Splunk Accelerated Data Models – Part 1
This article is based on my Splunk .conf 2015 session and is the first in a mini-series on Splunk data model acceleration.
Why Accelerate?
Have you ever seen this?
Splunk is great and very fast with needle in a haystack searches, e.g. find a specific keyword in millions of events. It is not so fast with searches that perform calculations on millions of events, e.g. the sum or average of fields.
To determine the benefit of acceleration, we created two versions of an uberAgent dashboard that calculates a variety of metrics per process: one dashboard with regular searches, the other with accelerated searches. The 51x speedup is impressive:
How Data Model Acceleration Works
Data Models
A data model adds a second layer to your data. It does not remove classic Splunk functionality. A data model defines fields that create a schema.
A data model can have one or more objects. Each object is powered by a constraining search that selects the events pertaining to the object. From those events any number fields can be extracted:
Acceleration
A data model can optionally be accelerated:
Field Extraction
Normally Splunk extracts fields from raw text data at search time. When a data model is accelerated, a field extraction process is added to index time (actually to a few minutes past index time). This greatly speeds up search performance, but increases indexing CPU load and disk space requirements.

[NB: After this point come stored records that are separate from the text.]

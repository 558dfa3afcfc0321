//! Client configuration
//!
//! Loads configuration from environment variables (and a `.env` file when
//! present) or builds it programmatically from a token.

use serde::Deserialize;
use std::env;
use std::fmt;
use std::time::Duration;

/// Main client configuration
#[derive(Clone, Deserialize)]
pub struct ClientConfig {
    /// Bot token sent in the Authorization header and in Identify/Resume
    pub token: String,
    #[serde(default = "default_shard_count")]
    pub shard_count: u32,
    #[serde(default = "default_api_url")]
    pub api_url: String,
    /// Fixed gateway URL; when unset the URL is looked up over REST
    #[serde(default)]
    pub gateway_url: Option<String>,
    #[serde(default = "default_gateway_version")]
    pub gateway_version: u8,
    #[serde(default = "default_reconnect_delay_ms")]
    pub reconnect_delay_ms: u64,
    #[serde(default = "default_bucket_idle_secs")]
    pub bucket_idle_secs: u64,
    #[serde(default = "default_message_cache_size")]
    pub message_cache_size: usize,
    /// Raw gateway intent bits
    #[serde(default)]
    pub intents: Option<u64>,
}

// Default value functions
fn default_shard_count() -> u32 {
    1
}

fn default_api_url() -> String {
    "https://discordapp.com/api/v6".to_string()
}

fn default_gateway_version() -> u8 {
    6
}

fn default_reconnect_delay_ms() -> u64 {
    5000
}

fn default_bucket_idle_secs() -> u64 {
    300 // 5 minutes
}

fn default_message_cache_size() -> usize {
    1000
}

impl ClientConfig {
    /// Build a configuration with defaults for everything except the token
    #[must_use]
    pub fn new(token: impl Into<String>) -> Self {
        Self {
            token: token.into(),
            shard_count: default_shard_count(),
            api_url: default_api_url(),
            gateway_url: None,
            gateway_version: default_gateway_version(),
            reconnect_delay_ms: default_reconnect_delay_ms(),
            bucket_idle_secs: default_bucket_idle_secs(),
            message_cache_size: default_message_cache_size(),
            intents: None,
        }
    }

    /// Load configuration from environment variables
    ///
    /// # Errors
    /// Returns an error if `CHAT_TOKEN` is missing or a value is out of range
    pub fn from_env() -> Result<Self, ConfigError> {
        // Load .env file if present (ignore errors if not found)
        let _ = dotenvy::dotenv();

        Self::from_lookup(|key| env::var(key).ok())
    }

    /// Load configuration through an arbitrary variable lookup
    ///
    /// # Errors
    /// Returns an error if `CHAT_TOKEN` is missing or a value is out of range
    pub fn from_lookup<F>(lookup: F) -> Result<Self, ConfigError>
    where
        F: Fn(&str) -> Option<String>,
    {
        let config = Self {
            token: lookup("CHAT_TOKEN")
                .filter(|s| !s.trim().is_empty())
                .ok_or(ConfigError::MissingVar("CHAT_TOKEN"))?,
            shard_count: lookup("CHAT_SHARD_COUNT")
                .and_then(|s| s.parse().ok())
                .unwrap_or_else(default_shard_count),
            api_url: lookup("CHAT_API_URL")
                .map(|s| s.trim_end_matches('/').to_string())
                .unwrap_or_else(default_api_url),
            gateway_url: lookup("CHAT_GATEWAY_URL").filter(|s| !s.is_empty()),
            gateway_version: lookup("CHAT_GATEWAY_VERSION")
                .and_then(|s| s.parse().ok())
                .unwrap_or_else(default_gateway_version),
            reconnect_delay_ms: lookup("CHAT_RECONNECT_DELAY_MS")
                .and_then(|s| s.parse().ok())
                .unwrap_or_else(default_reconnect_delay_ms),
            bucket_idle_secs: lookup("CHAT_BUCKET_IDLE_SECS")
                .and_then(|s| s.parse().ok())
                .unwrap_or_else(default_bucket_idle_secs),
            message_cache_size: lookup("CHAT_MESSAGE_CACHE_SIZE")
                .and_then(|s| s.parse().ok())
                .unwrap_or_else(default_message_cache_size),
            intents: lookup("CHAT_INTENTS").and_then(|s| s.parse().ok()),
        };

        config.validate()?;
        Ok(config)
    }

    /// Check value ranges
    ///
    /// # Errors
    /// Returns the first out-of-range setting
    pub fn validate(&self) -> Result<(), ConfigError> {
        if self.token.trim().is_empty() {
            return Err(ConfigError::MissingVar("CHAT_TOKEN"));
        }
        if self.shard_count == 0 {
            return Err(ConfigError::InvalidValue(
                "CHAT_SHARD_COUNT",
                "must be at least 1".to_string(),
            ));
        }
        if self.bucket_idle_secs == 0 {
            return Err(ConfigError::InvalidValue(
                "CHAT_BUCKET_IDLE_SECS",
                "must be at least 1".to_string(),
            ));
        }
        Ok(())
    }

    #[must_use]
    pub fn with_shard_count(mut self, shard_count: u32) -> Self {
        self.shard_count = shard_count;
        self
    }

    #[must_use]
    pub fn with_api_url(mut self, api_url: impl Into<String>) -> Self {
        self.api_url = api_url.into();
        self
    }

    #[must_use]
    pub fn with_gateway_url(mut self, gateway_url: impl Into<String>) -> Self {
        self.gateway_url = Some(gateway_url.into());
        self
    }

    #[must_use]
    pub fn with_reconnect_delay(mut self, delay: Duration) -> Self {
        self.reconnect_delay_ms = u64::try_from(delay.as_millis()).unwrap_or(u64::MAX);
        self
    }

    #[must_use]
    pub fn with_intents(mut self, intents: u64) -> Self {
        self.intents = Some(intents);
        self
    }

    #[must_use]
    pub fn reconnect_delay(&self) -> Duration {
        Duration::from_millis(self.reconnect_delay_ms)
    }

    #[must_use]
    pub fn bucket_idle(&self) -> Duration {
        Duration::from_secs(self.bucket_idle_secs)
    }
}

impl fmt::Debug for ClientConfig {
    fn fmt(&self, f: &mut fmt::Formatter<'_>) -> fmt::Result {
        f.debug_struct("ClientConfig")
            .field("token", &"<redacted>")
            .field("shard_count", &self.shard_count)
            .field("api_url", &self.api_url)
            .field("gateway_url", &self.gateway_url)
            .field("gateway_version", &self.gateway_version)
            .field("reconnect_delay_ms", &self.reconnect_delay_ms)
            .field("bucket_idle_secs", &self.bucket_idle_secs)
            .field("message_cache_size", &self.message_cache_size)
            .field("intents", &self.intents)
            .finish()
    }
}

/// Configuration errors
#[derive(Debug, thiserror::Error)]
pub enum ConfigError {
    #[error("Missing required environment variable: {0}")]
    MissingVar(&'static str),

    #[error("Invalid value for {0}: {1}")]
    InvalidValue(&'static str, String),
}

#[cfg(test)]
mod tests {
    use super::*;
    use std::collections::HashMap;

    fn lookup(vars: &[(&str, &str)]) -> impl Fn(&str) -> Option<String> {
        let vars: HashMap<String, String> = vars
            .iter()
            .map(|(k, v)| ((*k).to_string(), (*v).to_string()))
            .collect();
        move |key| vars.get(key).cloned()
    }

    #[test]
    fn test_default_values() {
        let config = ClientConfig::new("token");
        assert_eq!(config.shard_count, 1);
        assert_eq!(config.api_url, "https://discordapp.com/api/v6");
        assert_eq!(config.gateway_version, 6);
        assert_eq!(config.reconnect_delay(), Duration::from_secs(5));
        assert_eq!(config.bucket_idle(), Duration::from_secs(300));
        assert_eq!(config.message_cache_size, 1000);
        assert!(config.gateway_url.is_none());
        assert!(config.intents.is_none());
    }

    #[test]
    fn test_missing_token() {
        let err = ClientConfig::from_lookup(lookup(&[])).unwrap_err();
        assert!(matches!(err, ConfigError::MissingVar("CHAT_TOKEN")));
    }

    #[test]
    fn test_from_lookup_overrides() {
        let config = ClientConfig::from_lookup(lookup(&[
            ("CHAT_TOKEN", "abc"),
            ("CHAT_SHARD_COUNT", "4"),
            ("CHAT_API_URL", "http://localhost:9000/api/"),
            ("CHAT_GATEWAY_URL", "ws://localhost:9000/gateway"),
            ("CHAT_RECONNECT_DELAY_MS", "250"),
            ("CHAT_INTENTS", "513"),
        ]))
        .unwrap();

        assert_eq!(config.token, "abc");
        assert_eq!(config.shard_count, 4);
        assert_eq!(config.api_url, "http://localhost:9000/api");
        assert_eq!(config.gateway_url.as_deref(), Some("ws://localhost:9000/gateway"));
        assert_eq!(config.reconnect_delay_ms, 250);
        assert_eq!(config.intents, Some(513));
    }

    #[test]
    fn test_zero_shards_rejected() {
        let err = ClientConfig::from_lookup(lookup(&[("CHAT_TOKEN", "abc"), ("CHAT_SHARD_COUNT", "0")]))
            .unwrap_err();
        assert!(matches!(err, ConfigError::InvalidValue("CHAT_SHARD_COUNT", _)));
    }

    #[test]
    fn test_debug_redacts_token() {
        let rendered = format!("{:?}", ClientConfig::new("super-secret"));
        assert!(!rendered.contains("super-secret"));
        assert!(rendered.contains("<redacted>"));
    }
}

Extracted data model fields are stored in the high-performance analytics store (HPAS). The HPAS is created on the indexers and resides in .tsidx files that are stored in parallel to the regular event buckets. The HPAS is not replicated in an indexer cluster because it can always be recreated from the raw data (please note that this may incur a significant load and may take a long time to complete).
Caveats
When creating a data model for acceleration keep in mind that of the different types of data model objects only those of type Root Event can be accelerated. Root Transaction and Root Search objects cannot be accelerated.
Once a data model is accelerated, it cannot be edited any more. During the development phase you will find yourself frequently switching acceleration off and back on. Note that when you do this the HPAS is discarded and later recreated which incurs additional load on the indexers.